Stored data entries:
--
//! Browsing session host for ArtBrowse.
//!
//! The session is the only owner of the catalog state and the selection.
//! It turns user commands into page fetches and bulk requests, and turns
//! successful fetches into page-arrival events for the accumulator.
//!
//! ## Components
//!
//! - **BrowserSession**: paging, bulk selection, manual toggles, auto-fill
//! - **ArrivalSequencer**: reorders concurrent fetch completions so pages are
//!   reconciled in visitation order
//! - **SessionView**: read-only snapshot handed to the renderer
//!
//! All mutation goes through `&mut BrowserSession`, so no two reconciliations
//! ever interleave.

mod config;
mod error;
mod sequencer;
mod session;

pub use config::{
    DEFAULT_MAX_FILL_PAGES, DEFAULT_PAGE_SIZE, DEFAULT_PREFETCH_DEPTH, SessionConfig,
};
pub use error::{SessionError, SessionResult};
pub use sequencer::{Arrival, ArrivalSequencer, Ticket};
pub use session::{BrowserSession, FailedPage, FillReport, PageArrival, SessionView};
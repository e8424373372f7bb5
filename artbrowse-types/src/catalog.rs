//! Catalog state as seen by the browsing session.

use crate::Page;
use serde::{Deserialize, Serialize};

/// What the session currently knows about the remote catalog.
#[derive(Debug, Clone, PartialEq, Serialize, Deserialize)]
pub struct CatalogState {
    /// Total rows reported by the catalog on the most recent fetch.
    pub total_records: u64,
    /// The page currently on display, once one has loaded.
    pub current_page: Option<Page>,
    /// Rows requested per page. Always positive.
    pub page_size: u32,
}

impl CatalogState {
    /// Creates an empty catalog state.
    #[must_use]
    pub fn new(page_size: u32) -> Self {
        Self {
            total_records: 0,
            current_page: None,
            page_size: page_size.max(1),
        }
    }

    /// Number of pages the catalog spans at the current page size.
    #[must_use]
    pub fn page_count(&self) -> u32 {
        self.pages_for(self.total_records)
    }

    /// Number of pages `total_records` rows span at the current page size.
    #[must_use]
    pub fn pages_for(&self, total_records: u64) -> u32 {
        let pages = total_records.div_ceil(u64::from(self.page_size));
        u32::try_from(pages).unwrap_or(u32::MAX)
    }

    /// Number of the page on display, if any.
    #[must_use]
    pub fn current_number(&self) -> Option<u32> {
        self.current_page.as_ref().map(|p| p.number)
    }

    #[must_use]
    pub fn has_next(&self) -> bool {
        self.current_number()
            .is_some_and(|n| n < self.page_count())
    }

    #[must_use]
    pub fn has_previous(&self) -> bool {
        self.current_number().is_some_and(|n| n > 1)
    }

    /// Records a newly arrived page and the catalog total it reported.
    pub fn set_page(&mut self, page: Page, total_records: u64) {
        self.total_records = total_records;
        self.current_page = Some(page);
    }

    /// "Showing X to Y of Z entries" for the page on display.
    #[must_use]
    pub fn summary(&self) -> String {
        let (first, last) = self
            .current_page
            .as_ref()
            .map_or((0, 0), |p| {
                (p.first_record(self.total_records), p.last_record(self.total_records))
            });
        format!(
            "Showing {first} to {last} of {} entries",
            self.total_records
        )
    }
}
//! Identifier types used throughout ArtBrowse.

use serde::{Deserialize, Serialize};
use std::fmt;
use std::str::FromStr;

/// Stable identifier of a catalog row.
///
/// The remote catalog assigns integer ids; they are unique across the whole
/// catalog, not just within one page.
#[derive(Debug, Clone, Copy, PartialEq, Eq, PartialOrd, Ord, Hash, Serialize, Deserialize)]
#[serde(transparent)]
pub struct RowId(u64);

impl RowId {
    /// Creates a row id from its raw value.
    #[must_use]
    pub const fn new(raw: u64) -> Self {
        Self(raw)
    }

    /// Returns the raw integer value.
    #[must_use]
    pub const fn get(&self) -> u64 {
        self.0
    }

    /// Parses a row id from a string.
    pub fn parse(s: &str) -> crate::Result<Self> {
        Ok(Self(s.trim().parse()?))
    }
}

impl From<u64> for RowId {
    fn from(raw: u64) -> Self {
        Self(raw)
    }
}

impl fmt::Display for RowId {
    fn fmt(&self, f: &mut fmt::Formatter<'_>) -> fmt::Result {
        fmt::Display::fmt(&self.0, f)
    }
}

impl FromStr for RowId {
    type Err = crate::Error;

    fn from_str(s: &str) -> crate::Result<Self> {
        Self::parse(s)
    }
}
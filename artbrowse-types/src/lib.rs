//! Core type definitions for ArtBrowse.
//!
//! This crate defines the data model shared by every layer of the browser:
//! - Row identifiers and rows with pass-through display fields
//! - Pages as fetched from the remote catalog
//! - The catalog state owned by the browsing session
//!
//! Nothing here performs I/O or knows about selection.

mod catalog;
mod ids;
mod page;
mod row;

pub use catalog::CatalogState;
pub use ids::RowId;
pub use page::Page;
pub use row::Row;

/// Result type alias using the crate's error type.
pub type Result<T> = std::result::Result<T, Error>;

/// Errors that can occur in type operations.
#[derive(Debug, thiserror::Error)]
pub enum Error {
    #[error("serialization error: {0}")]
    Serialization(#[from] serde_json::Error),

    #[error("invalid row id: {0}")]
    InvalidRowId(#[from] std::num::ParseIntError),

    #[error("row is not a JSON object")]
    NotAnObject,
}
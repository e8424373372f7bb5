//! Catalog rows.

use crate::{Error, Result, RowId};
use serde::{Deserialize, Serialize};
use serde_json::{Map, Value};

/// One catalog record.
///
/// Only `id` is interpreted; every other field is carried through untouched
/// so the front end can render whatever columns the catalog returns.
#[derive(Debug, Clone, PartialEq, Serialize, Deserialize)]
pub struct Row {
    pub id: RowId,
    #[serde(flatten)]
    pub fields: Map<String, Value>,
}

impl Row {
    /// Creates a row with no display fields.
    #[must_use]
    pub fn new(id: impl Into<RowId>) -> Self {
        Self {
            id: id.into(),
            fields: Map::new(),
        }
    }

    /// Adds a display field, replacing any previous value under `name`.
    #[must_use]
    pub fn with_field(mut self, name: impl Into<String>, value: impl Into<Value>) -> Self {
        self.fields.insert(name.into(), value.into());
        self
    }

    /// Builds a row from an arbitrary JSON value.
    pub fn from_value(value: Value) -> Result<Self> {
        if !value.is_object() {
            return Err(Error::NotAnObject);
        }
        Ok(serde_json::from_value(value)?)
    }

    /// Returns the raw JSON value of a display field.
    pub fn field(&self, name: &str) -> Option<&Value> {
        self.fields.get(name)
    }

    /// Renders a display field as text.
    ///
    /// Null and missing fields yield `None`; strings are returned verbatim and
    /// other values use their JSON representation.
    pub fn field_text(&self, name: &str) -> Option<String> {
        match self.fields.get(name)? {
            Value::Null => None,
            Value::String(s) => Some(s.clone()),
            Value::Bool(b) => Some(b.to_string()),
            Value::Number(n) => Some(n.to_string()),
            other => Some(other.to_string()),
        }
    }
}
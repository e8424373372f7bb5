//! Error types for the session layer.

use artbrowse_catalog::CatalogError;
use artbrowse_selection::SelectionError;
use artbrowse_types::RowId;
use thiserror::Error;

/// Result type for session operations.
pub type SessionResult<T> = Result<T, SessionError>;

/// Errors that can occur while browsing.
#[derive(Debug, Error)]
pub enum SessionError {
    /// Fetching a page failed. Selection state is untouched.
    #[error("catalog error: {0}")]
    Catalog(#[from] CatalogError),

    /// User input for a bulk selection was rejected.
    #[error(transparent)]
    Selection(#[from] SelectionError),

    /// Requested page does not exist.
    #[error("page {page} is out of range (1..={page_count})")]
    PageOutOfRange { page: u32, page_count: u32 },

    /// The operation needs a page on display.
    #[error("no page loaded")]
    NoPageLoaded,

    /// The row is not on the page currently on display.
    #[error("row {0} is not on the current page")]
    RowNotOnPage(RowId),

    /// Invalid configuration.
    #[error("invalid configuration: {0}")]
    Config(String),
}
//! Error types for the selection layer.

use thiserror::Error;

/// Result type for selection operations.
pub type SelectionResult<T> = Result<T, SelectionError>;

/// Errors raised while interpreting selection input.
///
/// The accumulator itself has no failure modes; these only come from
/// validating what the user typed before it reaches the accumulator.
#[derive(Debug, Error, PartialEq, Eq)]
pub enum SelectionError {
    /// Bulk-select count was zero, negative or not a number.
    #[error("invalid selection count {input:?}: expected a positive integer")]
    InvalidCount { input: String },
}
//! Page source for the remote artwork catalog.
//!
//! The browser only needs one capability from the catalog: "give me page P
//! of size L, in order, and tell me how many rows exist in total". That
//! capability is the [`PageSource`] trait. [`HttpPageSource`] implements it
//! over the public artworks API:
//!
//! ```text
//! GET {base_url}/artworks?page={p}&limit={L}
//! -> { "data": [Row, ...], "pagination": { "total": N, ... } }
//! ```
//!
//! No selection logic lives here.

mod config;
mod error;
mod http;
mod source;

pub use config::{CatalogConfig, DEFAULT_BASE_URL};
pub use error::{CatalogError, CatalogResult};
pub use http::HttpPageSource;
pub use source::{PageResponse, PageSource};
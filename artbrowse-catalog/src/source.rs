//! Page source abstraction.

use crate::error::CatalogResult;
use artbrowse_types::Row;
use async_trait::async_trait;

/// One successfully fetched page.
#[derive(Debug, Clone, PartialEq)]
pub struct PageResponse {
    /// Rows in the order the catalog returned them.
    pub rows: Vec<Row>,
    /// Total rows the catalog reports across all pages.
    pub total_records: u64,
}

/// Anything that can produce catalog pages on demand.
#[async_trait]
pub trait PageSource: Send + Sync {
    /// Fetches 1-based page `page` with `page_size` rows per page.
    async fn fetch_page(&self, page: u32, page_size: u32) -> CatalogResult<PageResponse>;
}

#[async_trait]
impl<T: PageSource + ?Sized> PageSource for std::sync::Arc<T> {
    async fn fetch_page(&self, page: u32, page_size: u32) -> CatalogResult<PageResponse> {
        (**self).fetch_page(page, page_size).await
    }
}
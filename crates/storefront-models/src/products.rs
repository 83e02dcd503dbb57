//! Product domain models and DTOs.

use chrono::{DateTime, Utc};
use serde::{Deserialize, Serialize};
use sqlx::FromRow;
use storefront_core::{PageRequest, SortOrder};
use utoipa::{IntoParams, ToSchema};
use uuid::Uuid;
use validator::Validate;

use crate::validation::trimmed;

#[derive(Debug, Clone, PartialEq, Serialize, Deserialize, FromRow, ToSchema)]
#[serde(rename_all = "camelCase")]
pub struct Product {
    pub id: Uuid,
    #[schema(example = "Laptop Pro")]
    pub name: String,
    pub description: Option<String>,
    #[schema(example = 1299.99)]
    pub price: f64,
    #[schema(example = "Electronics")]
    pub category: String,
    pub stock: i32,
    pub is_active: bool,
    pub created_at: DateTime<Utc>,
    pub updated_at: DateTime<Utc>,
}

/// Insert payload handed to the store. Strings are already trimmed.
#[derive(Debug, Clone, PartialEq)]
pub struct NewProduct {
    pub name: String,
    pub description: Option<String>,
    pub price: f64,
    pub category: String,
    pub stock: i32,
}

/// Fields to overwrite on update. `None` leaves the column untouched.
#[derive(Debug, Clone, Default, PartialEq)]
pub struct ProductChanges {
    pub name: Option<String>,
    pub description: Option<String>,
    pub price: Option<f64>,
    pub category: Option<String>,
    pub stock: Option<i32>,
    pub is_active: Option<bool>,
}

impl ProductChanges {
    pub fn deactivate() -> Self {
        Self {
            is_active: Some(false),
            ..Self::default()
        }
    }
}

#[derive(Debug, Clone, Deserialize, Validate, ToSchema)]
pub struct CreateProductDto {
    #[validate(
        length(min = 1, max = 100, message = "name must be between 1 and 100 characters"),
        custom(function = "crate::validation::not_blank", message = "name must not be blank")
    )]
    #[schema(example = "Widget")]
    pub name: String,
    #[validate(length(max = 500, message = "description cannot exceed 500 characters"))]
    pub description: Option<String>,
    #[validate(range(min = 0.0, message = "price cannot be negative"))]
    #[schema(example = 9.99)]
    pub price: f64,
    #[validate(
        length(min = 1, max = 50, message = "category must be between 1 and 50 characters"),
        custom(function = "crate::validation::not_blank", message = "category must not be blank")
    )]
    #[schema(example = "Tools")]
    pub category: String,
    #[validate(range(min = 0, message = "stock cannot be negative"))]
    #[schema(example = 5)]
    pub stock: i32,
}

impl CreateProductDto {
    pub fn into_new_product(self) -> NewProduct {
        NewProduct {
            name: self.name.trim().to_string(),
            description: trimmed(self.description.as_deref()),
            price: self.price,
            category: self.category.trim().to_string(),
            stock: self.stock,
        }
    }
}

/// Partial update. Absent fields are left unchanged.
#[derive(Debug, Clone, Default, Deserialize, Validate, ToSchema)]
#[serde(rename_all = "camelCase")]
pub struct UpdateProductDto {
    #[validate(
        length(min = 1, max = 100, message = "name must be between 1 and 100 characters"),
        custom(function = "crate::validation::not_blank", message = "name must not be blank")
    )]
    pub name: Option<String>,
    #[validate(length(max = 500, message = "description cannot exceed 500 characters"))]
    pub description: Option<String>,
    #[validate(range(min = 0.0, message = "price cannot be negative"))]
    pub price: Option<f64>,
    #[validate(
        length(min = 1, max = 50, message = "category must be between 1 and 50 characters"),
        custom(function = "crate::validation::not_blank", message = "category must not be blank")
    )]
    pub category: Option<String>,
    #[validate(range(min = 0, message = "stock cannot be negative"))]
    pub stock: Option<i32>,
    pub is_active: Option<bool>,
}

impl UpdateProductDto {
    pub fn into_changes(self) -> ProductChanges {
        ProductChanges {
            name: self.name.map(|name| name.trim().to_string()),
            description: self.description.map(|d| d.trim().to_string()),
            price: self.price,
            category: self.category.map(|c| c.trim().to_string()),
            stock: self.stock,
            is_active: self.is_active,
        }
    }
}

/// Whitelisted sort columns for product lists.
#[derive(Debug, Clone, Copy, Default, PartialEq, Eq, Serialize, Deserialize, ToSchema)]
#[serde(rename_all = "camelCase")]
pub enum ProductSortField {
    #[default]
    CreatedAt,
    UpdatedAt,
    Name,
    Price,
    Category,
    Stock,
}

impl ProductSortField {
    pub fn column(&self) -> &'static str {
        match self {
            ProductSortField::CreatedAt => "created_at",
            ProductSortField::UpdatedAt => "updated_at",
            ProductSortField::Name => "name",
            ProductSortField::Price => "price",
            ProductSortField::Category => "category",
            ProductSortField::Stock => "stock",
        }
    }
}

#[derive(Debug, Clone, Default, Deserialize, Validate, IntoParams)]
#[serde(rename_all = "camelCase")]
#[into_params(parameter_in = Query)]
pub struct ProductListQuery {
    /// Page number, starting at 1
    #[validate(range(min = 1, message = "page must be greater than or equal to 1"))]
    pub page: Option<u64>,
    /// Page size, 1 to 100
    #[validate(range(min = 1, max = 100, message = "limit must be between 1 and 100"))]
    pub limit: Option<u64>,
    pub sort: Option<ProductSortField>,
    pub order: Option<SortOrder>,
    /// Case-insensitive match on name or description
    #[validate(length(max = 100, message = "search must be at most 100 characters"))]
    pub search: Option<String>,
    /// Exact category match
    #[validate(length(max = 50, message = "category must be at most 50 characters"))]
    pub category: Option<String>,
    /// Defaults to `true`
    pub is_active: Option<bool>,
}

/// Normalized list criteria handed to the store.
#[derive(Debug, Clone, PartialEq, Eq)]
pub struct ProductFilter {
    pub search: Option<String>,
    pub category: Option<String>,
    pub is_active: Option<bool>,
    pub sort: ProductSortField,
    pub order: SortOrder,
    pub page: PageRequest,
}

impl Default for ProductFilter {
    fn default() -> Self {
        ProductListQuery::default().into()
    }
}

impl From<ProductListQuery> for ProductFilter {
    fn from(query: ProductListQuery) -> Self {
        Self {
            search: trimmed(query.search.as_deref()),
            category: trimmed(query.category.as_deref()),
            is_active: Some(query.is_active.unwrap_or(true)),
            sort: query.sort.unwrap_or_default(),
            order: query.order.unwrap_or_default(),
            page: PageRequest::new(query.page, query.limit),
        }
    }
}

/// Aggregates over every product, active or not.
#[derive(Debug, Clone, Default, PartialEq, Serialize, Deserialize, FromRow, ToSchema)]
#[serde(rename_all = "camelCase")]
pub struct ProductStats {
    pub total_products: i64,
    pub active_products: i64,
    pub inactive_products: i64,
    pub average_price: f64,
    pub min_price: f64,
    pub max_price: f64,
    pub total_stock: i64,
}

impl ProductStats {
    /// Folds a product set into stats; all zeros for an empty set.
    pub fn from_products<'a>(products: impl IntoIterator<Item = &'a Product>) -> Self {
        let mut stats = ProductStats::default();
        let mut price_sum = 0.0;

        for product in products {
            if stats.total_products == 0 {
                stats.min_price = product.price;
                stats.max_price = product.price;
            } else {
                stats.min_price = stats.min_price.min(product.price);
                stats.max_price = stats.max_price.max(product.price);
            }
            stats.total_products += 1;
            if product.is_active {
                stats.active_products += 1;
            } else {
                stats.inactive_products += 1;
            }
            price_sum += product.price;
            stats.total_stock += i64::from(product.stock);
        }

        if stats.total_products > 0 {
            stats.average_price = price_sum / stats.total_products as f64;
        }
        stats
    }
}

#[cfg(test)]
mod tests {
    use super::*;

    fn dto() -> CreateProductDto {
        CreateProductDto {
            name: "Widget".to_string(),
            description: None,
            price: 9.99,
            category: "Tools".to_string(),
            stock: 5,
        }
    }

    fn product(price: f64, stock: i32, is_active: bool) -> Product {
        Product {
            id: Uuid::new_v4(),
            name: format!("p-{}", Uuid::new_v4()),
            description: None,
            price,
            category: "Tools".to_string(),
            stock,
            is_active,
            created_at: Utc::now(),
            updated_at: Utc::now(),
        }
    }

    #[test]
    fn test_create_product_valid() {
        assert!(dto().validate().is_ok());
    }

    #[test]
    fn test_create_product_zero_price_and_stock_allowed() {
        let dto = CreateProductDto {
            price: 0.0,
            stock: 0,
            ..dto()
        };
        assert!(dto.validate().is_ok());
    }

    #[test]
    fn test_create_product_collects_all_violations() {
        let dto = CreateProductDto {
            name: String::new(),
            description: Some("d".repeat(501)),
            price: -1.0,
            category: "c".repeat(51),
            stock: -3,
        };
        let errors = dto.validate().unwrap_err();
        let fields = errors.field_errors();
        for field in ["name", "description", "price", "category", "stock"] {
            assert!(fields.contains_key(field), "missing violation for {field}");
        }
    }

    #[test]
    fn test_blank_name_rejected() {
        let dto = CreateProductDto {
            name: "   ".to_string(),
            ..dto()
        };
        assert!(dto.validate().is_err());
    }

    #[test]
    fn test_missing_required_field_is_a_deserialize_error() {
        let result = serde_json::from_str::<CreateProductDto>(r#"{"name":"Widget","price":1}"#);
        assert!(result.is_err());
    }

    #[test]
    fn test_into_new_product_trims() {
        let new = CreateProductDto {
            name: "  Widget ".to_string(),
            description: Some("   ".to_string()),
            category: " Tools".to_string(),
            ..dto()
        }
        .into_new_product();
        assert_eq!(new.name, "Widget");
        assert_eq!(new.category, "Tools");
        assert_eq!(new.description, None);
    }

    #[test]
    fn test_update_only_carries_supplied_fields() {
        let dto: UpdateProductDto = serde_json::from_str(r#"{"price":19.5}"#).unwrap();
        assert!(dto.validate().is_ok());
        let changes = dto.into_changes();
        assert_eq!(
            changes,
            ProductChanges {
                price: Some(19.5),
                ..ProductChanges::default()
            }
        );
    }

    #[test]
    fn test_filter_from_query() {
        let query = ProductListQuery {
            category: Some(" Electronics ".to_string()),
            search: Some(String::new()),
            ..ProductListQuery::default()
        };
        let filter = ProductFilter::from(query);
        assert_eq!(filter.category.as_deref(), Some("Electronics"));
        assert_eq!(filter.search, None);
        assert_eq!(filter.is_active, Some(true));
        assert_eq!(filter.sort.column(), "created_at");
    }

    #[test]
    fn test_sort_field_wire_format() {
        let field: ProductSortField = serde_json::from_str(r#""price""#).unwrap();
        assert_eq!(field, ProductSortField::Price);
        let field: ProductSortField = serde_json::from_str(r#""createdAt""#).unwrap();
        assert_eq!(field.column(), "created_at");
        assert!(serde_json::from_str::<ProductSortField>(r#""password""#).is_err());
    }

    #[test]
    fn test_stats_empty_is_zero() {
        let stats = ProductStats::from_products(Vec::<Product>::new().iter());
        assert_eq!(stats, ProductStats::default());
    }

    #[test]
    fn test_stats_over_mixed_products() {
        let products = vec![
            product(10.0, 5, true),
            product(30.0, 1, true),
            product(20.0, 4, false),
        ];
        let stats = ProductStats::from_products(&products);
        assert_eq!(stats.total_products, 3);
        assert_eq!(stats.active_products, 2);
        assert_eq!(stats.inactive_products, 1);
        assert_eq!(stats.min_price, 10.0);
        assert_eq!(stats.max_price, 30.0);
        assert!((stats.average_price - 20.0).abs() < f64::EPSILON);
        assert_eq!(stats.total_stock, 10);
    }
}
--
Aim of the task: Quote, with nothing altered, all lines from the start of the entries to the line that carries "the remote catalog.", inclusive.

Result for this exercise:
//! Browsing session host for ArtBrowse.
//!
//! The session is the only owner of the catalog state and the selection.
//! It turns user commands into page fetches and bulk requests, and turns
//! successful fetches into page-arrival events for the accumulator.
//!
//! ## Components
//!
//! - **BrowserSession**: paging, bulk selection, manual toggles, auto-fill
//! - **ArrivalSequencer**: reorders concurrent fetch completions so pages are
//!   reconciled in visitation order
//! - **SessionView**: read-only snapshot handed to the renderer
//!
//! All mutation goes through `&mut BrowserSession`, so no two reconciliations
//! ever interleave.

mod config;
mod error;
mod sequencer;
mod session;

pub use config::{
    DEFAULT_MAX_FILL_PAGES, DEFAULT_PAGE_SIZE, DEFAULT_PREFETCH_DEPTH, SessionConfig,
};
pub use error::{SessionError, SessionResult};
pub use sequencer::{Arrival, ArrivalSequencer, Ticket};
pub use session::{BrowserSession, FailedPage, FillReport, PageArrival, SessionView};
repository e8424373372f7bb5
filename artbrowse-types/src/catalog.rs
//! Catalog state as seen by the browsing session.

use crate::Page;
use serde::{Deserialize, Serialize};

/// What the session currently knows about the remote catalog.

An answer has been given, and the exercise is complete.